Your objective: Please transcribe exactly, and only, the lines of the data below between the line holding "let interrupt = InterruptQuit::install()?;" and the line holding "let summary = dispatcher.run(args.poll_timeout())?;", inclusive.

---+---

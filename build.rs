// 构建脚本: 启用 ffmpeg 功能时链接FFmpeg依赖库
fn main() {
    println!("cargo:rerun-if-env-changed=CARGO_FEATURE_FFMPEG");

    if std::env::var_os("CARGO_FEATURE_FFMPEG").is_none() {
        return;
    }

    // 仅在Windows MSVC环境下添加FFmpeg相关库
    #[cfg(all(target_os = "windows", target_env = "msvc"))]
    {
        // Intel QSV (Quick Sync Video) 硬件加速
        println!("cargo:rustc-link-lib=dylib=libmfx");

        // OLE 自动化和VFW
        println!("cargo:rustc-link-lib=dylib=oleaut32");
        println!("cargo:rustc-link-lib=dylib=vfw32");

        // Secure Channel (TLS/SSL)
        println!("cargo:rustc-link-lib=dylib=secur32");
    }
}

---+---

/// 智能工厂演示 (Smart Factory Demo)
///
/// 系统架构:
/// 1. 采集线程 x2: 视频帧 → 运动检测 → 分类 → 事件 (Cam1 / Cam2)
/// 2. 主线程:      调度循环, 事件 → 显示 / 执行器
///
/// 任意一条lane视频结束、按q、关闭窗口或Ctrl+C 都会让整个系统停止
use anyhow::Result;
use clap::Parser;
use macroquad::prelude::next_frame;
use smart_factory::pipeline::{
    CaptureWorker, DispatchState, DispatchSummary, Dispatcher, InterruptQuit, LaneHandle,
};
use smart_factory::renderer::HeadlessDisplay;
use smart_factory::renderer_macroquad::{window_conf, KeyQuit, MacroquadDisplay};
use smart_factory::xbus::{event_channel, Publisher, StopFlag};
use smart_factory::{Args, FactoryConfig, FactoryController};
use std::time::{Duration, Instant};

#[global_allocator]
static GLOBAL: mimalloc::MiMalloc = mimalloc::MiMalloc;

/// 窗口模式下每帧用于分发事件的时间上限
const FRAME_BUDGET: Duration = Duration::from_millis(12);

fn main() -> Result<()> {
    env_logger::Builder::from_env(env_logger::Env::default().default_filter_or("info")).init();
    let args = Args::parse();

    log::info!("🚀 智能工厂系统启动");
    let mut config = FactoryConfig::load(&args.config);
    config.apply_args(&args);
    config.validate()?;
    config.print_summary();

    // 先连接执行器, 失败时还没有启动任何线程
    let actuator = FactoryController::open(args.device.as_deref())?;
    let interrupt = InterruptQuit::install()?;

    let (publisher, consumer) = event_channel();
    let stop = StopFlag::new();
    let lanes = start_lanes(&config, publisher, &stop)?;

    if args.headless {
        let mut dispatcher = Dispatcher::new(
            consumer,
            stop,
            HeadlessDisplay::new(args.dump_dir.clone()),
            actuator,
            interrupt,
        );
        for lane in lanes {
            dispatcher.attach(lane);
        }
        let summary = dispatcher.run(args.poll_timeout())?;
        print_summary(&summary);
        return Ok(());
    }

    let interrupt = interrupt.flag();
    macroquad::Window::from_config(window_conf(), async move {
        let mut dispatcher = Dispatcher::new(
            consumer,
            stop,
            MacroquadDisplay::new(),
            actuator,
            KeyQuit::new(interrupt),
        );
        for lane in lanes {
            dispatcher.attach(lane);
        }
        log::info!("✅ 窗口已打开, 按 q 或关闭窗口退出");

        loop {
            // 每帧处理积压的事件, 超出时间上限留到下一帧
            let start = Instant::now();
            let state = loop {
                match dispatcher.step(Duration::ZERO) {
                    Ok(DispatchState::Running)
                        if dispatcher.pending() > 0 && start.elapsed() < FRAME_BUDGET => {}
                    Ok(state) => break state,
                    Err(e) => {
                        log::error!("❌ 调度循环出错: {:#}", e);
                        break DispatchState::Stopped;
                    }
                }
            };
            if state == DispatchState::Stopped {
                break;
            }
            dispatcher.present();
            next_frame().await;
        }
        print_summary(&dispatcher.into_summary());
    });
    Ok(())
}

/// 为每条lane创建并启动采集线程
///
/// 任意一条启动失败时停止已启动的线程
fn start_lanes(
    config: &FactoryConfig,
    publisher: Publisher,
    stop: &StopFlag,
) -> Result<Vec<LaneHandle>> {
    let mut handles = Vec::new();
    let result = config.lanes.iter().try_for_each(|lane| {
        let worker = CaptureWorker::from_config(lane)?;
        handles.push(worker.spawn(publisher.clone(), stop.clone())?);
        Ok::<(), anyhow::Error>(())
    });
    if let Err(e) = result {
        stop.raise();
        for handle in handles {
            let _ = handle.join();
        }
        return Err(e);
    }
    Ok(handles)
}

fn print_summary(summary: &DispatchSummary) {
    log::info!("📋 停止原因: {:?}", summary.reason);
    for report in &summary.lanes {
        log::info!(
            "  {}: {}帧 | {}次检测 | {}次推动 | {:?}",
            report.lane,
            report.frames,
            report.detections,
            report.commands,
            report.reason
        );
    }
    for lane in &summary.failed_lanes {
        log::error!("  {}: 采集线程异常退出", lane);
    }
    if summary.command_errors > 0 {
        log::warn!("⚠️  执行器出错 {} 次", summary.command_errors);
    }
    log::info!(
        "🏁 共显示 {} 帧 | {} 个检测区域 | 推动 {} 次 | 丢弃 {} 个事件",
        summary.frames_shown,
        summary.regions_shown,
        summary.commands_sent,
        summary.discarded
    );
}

---+---

Task output:
    let interrupt = InterruptQuit::install()?;

    let (publisher, consumer) = event_channel();
    let stop = StopFlag::new();
    let lanes = start_lanes(&config, publisher, &stop)?;

    if args.headless {
        let mut dispatcher = Dispatcher::new(
            consumer,
            stop,
            HeadlessDisplay::new(args.dump_dir.clone()),
            actuator,
            interrupt,
        );
        for lane in lanes {
            dispatcher.attach(lane);
        }
        let summary = dispatcher.run(args.poll_timeout())?;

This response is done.